Rating: 3 stars out of 5
The Stars: Jake Gyllenhaal, Anne Hathaway, Oliver Platt, Hank Azaria, Josh Gad
The Story: Jamie is a charming and affable salesman wasting his life away selling stereos in an electronics store during the mid-1990s’. That is until he applies his panache for peddling into something more lucrative – pharmaceutical sales. Working for industry giant Pfizer, Jamie is thrust into the shark tank as he runs around trying to meet quotas selling Zoloft before climaxing (professionally) with the advent of a new drug called Viagra.
Along the way he meets the stunning and stubbornly self-reliant Maggie, a patient suffering from early-onset Parkinson’s. They soon enter into a casual sexual relationship. Neither wants love, they simply love sex. Nevertheless their relationship evolves into something deeper, forcing Jamie and Maggie to strip away their defences as they become intoxicated with a drug riddled with more side-effects than any other – love.
The Buzz: This film is loosely based on a non-fiction book entitled ‘Hard Sell: The Evolution of a Viagra Salesman’ by Jamie Reidy. In it, Jamie offers a candid and self-deprecating account of his experiences as a drug rep for Pfizer and Eli Lilly, which gives the somewhat unethical practices seen in the film a strain of believability.
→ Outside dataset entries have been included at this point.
//! Domain error model.

use thiserror::Error;

/// Result type used across the storefront domain.
pub type StoreResult<T> = Result<T, StoreError>;

/// Domain-level error.
///
/// Every variant here is user-recoverable: the session facade surfaces these
/// as notifications rather than propagating them to the trigger source. There
/// are no fatal errors in this domain.
#[derive(Debug, Error, Clone, PartialEq, Eq)]
pub enum StoreError {
    /// A capacity-bounded collection rejected an insertion (compare list full).
    #[error("capacity exceeded: at most {capacity} entries allowed")]
    CapacityExceeded { capacity: usize },

    /// A value failed validation (e.g. malformed form input).
    #[error("validation failed: {0}")]
    Validation(String),
}

impl StoreError {
    pub fn capacity_exceeded(capacity: usize) -> Self {
        Self::CapacityExceeded { capacity }
    }

    pub fn validation(msg: impl Into<String>) -> Self {
        Self::Validation(msg.into())
    }
}
//! Single-slot transient notification surface.
//!
//! At most one notification is visible at a time; posting replaces whatever is
//! showing (last-write-wins, nothing is queued). Each notification dismisses
//! itself [`DISMISS_AFTER_MS`] after posting. The dismissal is modeled as a
//! deadline checked against an explicitly passed clock rather than a timer, so
//! posting a replacement implicitly cancels the pending dismissal.

use chrono::{DateTime, Duration, Utc};
use serde::{Deserialize, Serialize};

/// Auto-dismiss delay in milliseconds.
pub const DISMISS_AFTER_MS: i64 = 3000;

/// Visual flavor of a notification banner.
#[derive(Debug, Clone, Copy, PartialEq, Eq, Serialize, Deserialize)]
#[serde(rename_all = "lowercase")]
pub enum NotificationKind {
    Success,
    Error,
    Info,
    Warning,
}

impl core::fmt::Display for NotificationKind {
    fn fmt(&self, f: &mut core::fmt::Formatter<'_>) -> core::fmt::Result {
        match self {
            NotificationKind::Success => write!(f, "success"),
            NotificationKind::Error => write!(f, "error"),
            NotificationKind::Info => write!(f, "info"),
            NotificationKind::Warning => write!(f, "warning"),
        }
    }
}

/// A transient user-facing message.
#[derive(Debug, Clone, PartialEq, Eq, Serialize, Deserialize)]
pub struct Notification {
    pub message: String,
    pub kind: NotificationKind,
}

impl Notification {
    pub fn new(message: impl Into<String>, kind: NotificationKind) -> Self {
        Self {
            message: message.into(),
            kind,
        }
    }
}

/// The single notification slot.
#[derive(Debug, Clone, Default, Serialize, Deserialize)]
pub struct NotificationSlot {
    current: Option<(Notification, DateTime<Utc>)>,
}

impl NotificationSlot {
    pub fn new() -> Self {
        Self::default()
    }

    /// Show `notification`, evicting anything currently visible and arming a
    /// fresh dismissal deadline.
    pub fn post(&mut self, notification: Notification, now: DateTime<Utc>) {
        let deadline = now + Duration::milliseconds(DISMISS_AFTER_MS);
        self.current = Some((notification, deadline));
    }

    /// The notification visible at `now`, if its deadline has not passed.
    pub fn visible(&self, now: DateTime<Utc>) -> Option<&Notification> {
        match &self.current {
            Some((n, deadline)) if now < *deadline => Some(n),
            _ => None,
        }
    }
}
inSing says: A little bit like Thank You For Smoking meets Jerry Maguire, this films revolves around the archetypical smooth-talking, self-loathing salesman who struggles to lose his cynicism when he meets the love of his life. The twist here is that girl is just as confident and secretly insecure as he is, actually even more so. While Jamie has the usual bachelor syndrome, Maggie is infinitely more fascinating. Her impenetrable wall is only constructed because she knows any man that loves her will be damned, forever burdened by her degenerative disease.
These characters are gifted with neuroses more pronounced and substantial than those normally found in your average rom-com. Gyllenhaal and Hathaway, to their credit, play their roles with tenacity - you feel their euphoria and afflictions full-on at every turn. Hathaway in particular has these ridiculous manga-esque features that captivate; her loveable oval eyes alone can melt your heart or freeze you solid.
Despite the emotional pull its leads accomplish, it’s the flow of the narrative that lets the film down. It starts out as satire of the drug industry, turns into explicit sex-romp, morphs into an insider account of the Viagra boom before detouring into standard romance tropes in its climax. I’m not sure director Ed Zwick entirely knows what this movie is supposed to be and as a result Love & Other Drugs is less than the sum of its stellar parts.